Within the records below is a range that opens at the line with "filename demos/main.rs" and closes at the line with "hit. Grounded on". Return that range word for word, both ends included, and only that range.

Segment Open

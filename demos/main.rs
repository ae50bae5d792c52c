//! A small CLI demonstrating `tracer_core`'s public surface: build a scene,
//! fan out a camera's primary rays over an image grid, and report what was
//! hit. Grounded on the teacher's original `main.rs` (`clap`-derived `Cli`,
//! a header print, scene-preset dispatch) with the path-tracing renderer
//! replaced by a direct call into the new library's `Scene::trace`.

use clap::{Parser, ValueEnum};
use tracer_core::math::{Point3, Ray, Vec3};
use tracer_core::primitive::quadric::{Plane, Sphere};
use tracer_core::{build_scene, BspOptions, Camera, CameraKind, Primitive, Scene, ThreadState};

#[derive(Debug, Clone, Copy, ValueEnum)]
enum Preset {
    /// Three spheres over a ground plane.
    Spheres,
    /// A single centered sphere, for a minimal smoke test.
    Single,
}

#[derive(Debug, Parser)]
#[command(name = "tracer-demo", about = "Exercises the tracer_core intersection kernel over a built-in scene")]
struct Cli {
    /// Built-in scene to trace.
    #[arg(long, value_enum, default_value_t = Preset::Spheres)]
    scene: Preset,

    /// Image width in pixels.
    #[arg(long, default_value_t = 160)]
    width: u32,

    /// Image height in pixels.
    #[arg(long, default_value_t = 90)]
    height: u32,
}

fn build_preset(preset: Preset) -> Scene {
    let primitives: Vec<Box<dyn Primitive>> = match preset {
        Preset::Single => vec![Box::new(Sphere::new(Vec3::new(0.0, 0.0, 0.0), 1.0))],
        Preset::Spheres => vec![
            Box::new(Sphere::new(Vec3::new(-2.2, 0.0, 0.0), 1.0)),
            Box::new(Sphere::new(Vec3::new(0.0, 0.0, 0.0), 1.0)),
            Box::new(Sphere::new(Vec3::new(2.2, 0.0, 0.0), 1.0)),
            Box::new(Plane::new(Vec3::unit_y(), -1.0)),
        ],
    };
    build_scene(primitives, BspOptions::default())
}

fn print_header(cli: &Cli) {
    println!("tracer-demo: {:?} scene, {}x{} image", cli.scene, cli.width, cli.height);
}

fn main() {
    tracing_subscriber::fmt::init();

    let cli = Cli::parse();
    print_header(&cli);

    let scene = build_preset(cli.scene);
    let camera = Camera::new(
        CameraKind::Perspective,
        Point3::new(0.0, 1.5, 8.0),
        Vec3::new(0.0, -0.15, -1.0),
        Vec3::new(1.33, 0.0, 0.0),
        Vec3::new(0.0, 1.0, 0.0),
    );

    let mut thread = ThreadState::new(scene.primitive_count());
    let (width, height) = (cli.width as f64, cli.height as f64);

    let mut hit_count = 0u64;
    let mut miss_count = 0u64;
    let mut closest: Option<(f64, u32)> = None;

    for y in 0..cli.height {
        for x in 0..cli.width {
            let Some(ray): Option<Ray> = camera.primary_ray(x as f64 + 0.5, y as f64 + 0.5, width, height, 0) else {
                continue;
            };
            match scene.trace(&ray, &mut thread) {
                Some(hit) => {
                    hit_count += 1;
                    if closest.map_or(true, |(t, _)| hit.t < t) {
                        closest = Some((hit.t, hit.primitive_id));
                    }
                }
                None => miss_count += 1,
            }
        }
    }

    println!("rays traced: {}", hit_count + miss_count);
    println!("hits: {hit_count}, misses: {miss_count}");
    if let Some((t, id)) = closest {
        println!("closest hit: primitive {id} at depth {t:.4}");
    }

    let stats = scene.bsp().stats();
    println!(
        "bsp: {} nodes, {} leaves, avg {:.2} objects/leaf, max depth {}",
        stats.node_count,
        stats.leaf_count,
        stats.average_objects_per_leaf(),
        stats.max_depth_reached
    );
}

Segment Closed
Segment Open

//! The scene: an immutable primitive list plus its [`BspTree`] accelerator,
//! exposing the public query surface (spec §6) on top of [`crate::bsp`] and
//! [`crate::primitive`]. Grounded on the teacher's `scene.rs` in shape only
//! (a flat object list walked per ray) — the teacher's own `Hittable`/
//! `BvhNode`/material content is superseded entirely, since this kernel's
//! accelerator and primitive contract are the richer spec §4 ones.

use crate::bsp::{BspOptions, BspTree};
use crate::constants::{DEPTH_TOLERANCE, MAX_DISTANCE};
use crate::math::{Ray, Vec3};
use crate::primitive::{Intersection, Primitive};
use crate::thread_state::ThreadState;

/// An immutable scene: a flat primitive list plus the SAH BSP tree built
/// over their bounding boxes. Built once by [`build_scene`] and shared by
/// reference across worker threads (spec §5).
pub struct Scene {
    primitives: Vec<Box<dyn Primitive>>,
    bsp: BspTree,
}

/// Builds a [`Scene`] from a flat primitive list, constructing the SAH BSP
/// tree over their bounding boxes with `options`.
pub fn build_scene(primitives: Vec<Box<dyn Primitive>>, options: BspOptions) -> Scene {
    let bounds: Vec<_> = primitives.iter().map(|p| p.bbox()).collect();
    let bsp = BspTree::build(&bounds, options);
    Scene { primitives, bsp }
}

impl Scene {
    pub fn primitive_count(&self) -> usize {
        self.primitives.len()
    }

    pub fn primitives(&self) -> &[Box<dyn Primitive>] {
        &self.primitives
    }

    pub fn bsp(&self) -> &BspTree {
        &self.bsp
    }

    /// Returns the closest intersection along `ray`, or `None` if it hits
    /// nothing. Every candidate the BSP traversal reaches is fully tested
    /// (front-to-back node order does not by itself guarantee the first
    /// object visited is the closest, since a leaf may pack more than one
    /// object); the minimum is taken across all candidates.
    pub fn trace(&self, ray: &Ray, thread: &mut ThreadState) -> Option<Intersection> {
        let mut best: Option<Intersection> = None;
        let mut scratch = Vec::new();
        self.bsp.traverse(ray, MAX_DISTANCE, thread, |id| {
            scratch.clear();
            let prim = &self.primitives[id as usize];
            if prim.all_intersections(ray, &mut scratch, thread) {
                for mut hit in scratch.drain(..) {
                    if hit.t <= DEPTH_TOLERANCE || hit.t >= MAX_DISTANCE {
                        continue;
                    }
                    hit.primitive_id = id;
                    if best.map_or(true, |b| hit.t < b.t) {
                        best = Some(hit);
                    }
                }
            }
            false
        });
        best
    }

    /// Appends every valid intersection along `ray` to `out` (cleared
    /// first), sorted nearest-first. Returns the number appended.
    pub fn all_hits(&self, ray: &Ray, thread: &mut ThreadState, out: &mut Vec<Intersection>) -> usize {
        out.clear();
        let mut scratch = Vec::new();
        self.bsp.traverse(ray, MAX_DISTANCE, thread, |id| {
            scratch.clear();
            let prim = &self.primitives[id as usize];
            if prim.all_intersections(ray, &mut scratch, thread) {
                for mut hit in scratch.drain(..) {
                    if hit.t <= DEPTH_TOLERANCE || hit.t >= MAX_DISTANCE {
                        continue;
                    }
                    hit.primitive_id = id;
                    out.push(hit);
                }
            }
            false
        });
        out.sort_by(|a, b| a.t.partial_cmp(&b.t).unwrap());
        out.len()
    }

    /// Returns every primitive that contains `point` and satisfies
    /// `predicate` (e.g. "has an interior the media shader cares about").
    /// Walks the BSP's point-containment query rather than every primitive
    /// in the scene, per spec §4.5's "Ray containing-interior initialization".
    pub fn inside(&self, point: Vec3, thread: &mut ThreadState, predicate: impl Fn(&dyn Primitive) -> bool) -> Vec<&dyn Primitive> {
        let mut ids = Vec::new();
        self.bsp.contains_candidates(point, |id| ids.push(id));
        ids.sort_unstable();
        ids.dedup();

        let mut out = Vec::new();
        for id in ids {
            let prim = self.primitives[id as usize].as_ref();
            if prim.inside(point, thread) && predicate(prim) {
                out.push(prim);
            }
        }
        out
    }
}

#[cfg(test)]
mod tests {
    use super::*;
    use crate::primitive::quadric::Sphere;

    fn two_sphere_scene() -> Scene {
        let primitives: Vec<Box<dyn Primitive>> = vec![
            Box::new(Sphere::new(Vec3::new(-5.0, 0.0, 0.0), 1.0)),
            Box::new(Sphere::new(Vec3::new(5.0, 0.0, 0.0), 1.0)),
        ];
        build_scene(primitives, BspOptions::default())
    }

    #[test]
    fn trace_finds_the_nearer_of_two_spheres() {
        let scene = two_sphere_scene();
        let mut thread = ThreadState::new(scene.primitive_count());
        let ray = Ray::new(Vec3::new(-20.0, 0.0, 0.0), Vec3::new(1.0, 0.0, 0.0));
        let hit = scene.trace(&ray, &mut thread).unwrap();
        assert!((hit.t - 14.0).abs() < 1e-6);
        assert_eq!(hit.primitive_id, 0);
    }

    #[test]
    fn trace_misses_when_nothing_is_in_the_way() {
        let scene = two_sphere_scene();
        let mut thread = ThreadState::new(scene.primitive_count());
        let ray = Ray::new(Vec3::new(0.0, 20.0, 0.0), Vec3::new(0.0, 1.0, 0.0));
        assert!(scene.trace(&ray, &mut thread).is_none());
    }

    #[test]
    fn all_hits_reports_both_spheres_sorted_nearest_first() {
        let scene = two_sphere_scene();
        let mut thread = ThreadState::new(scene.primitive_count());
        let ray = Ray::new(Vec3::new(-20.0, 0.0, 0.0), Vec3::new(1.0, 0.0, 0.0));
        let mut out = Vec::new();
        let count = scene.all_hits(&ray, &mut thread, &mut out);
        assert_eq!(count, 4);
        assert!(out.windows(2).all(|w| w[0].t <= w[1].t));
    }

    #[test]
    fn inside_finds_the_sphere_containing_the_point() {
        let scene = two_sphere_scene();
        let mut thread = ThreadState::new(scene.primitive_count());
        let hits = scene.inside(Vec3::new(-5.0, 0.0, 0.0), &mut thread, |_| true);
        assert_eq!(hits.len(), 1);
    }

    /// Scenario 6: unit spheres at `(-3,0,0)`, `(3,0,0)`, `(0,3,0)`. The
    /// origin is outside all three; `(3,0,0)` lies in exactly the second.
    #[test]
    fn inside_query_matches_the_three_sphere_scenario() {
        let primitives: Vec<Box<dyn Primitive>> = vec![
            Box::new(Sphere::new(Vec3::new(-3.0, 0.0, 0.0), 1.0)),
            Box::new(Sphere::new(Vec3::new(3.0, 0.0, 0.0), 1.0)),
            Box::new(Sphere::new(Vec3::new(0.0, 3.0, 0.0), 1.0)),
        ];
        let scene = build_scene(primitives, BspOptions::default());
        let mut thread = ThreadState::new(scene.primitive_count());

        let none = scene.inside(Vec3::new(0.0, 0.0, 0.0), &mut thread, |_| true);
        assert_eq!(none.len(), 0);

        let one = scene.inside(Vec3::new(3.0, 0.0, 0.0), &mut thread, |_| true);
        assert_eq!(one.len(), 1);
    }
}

Segment Closed

Reply to the task -
filename demos/main.rs
repository ae50bae5d792c52c
//! A small CLI demonstrating `tracer_core`'s public surface: build a scene,
//! fan out a camera's primary rays over an image grid, and report what was
//! hit. Grounded on the teacher's original `main.rs` (`clap`-derived `Cli`,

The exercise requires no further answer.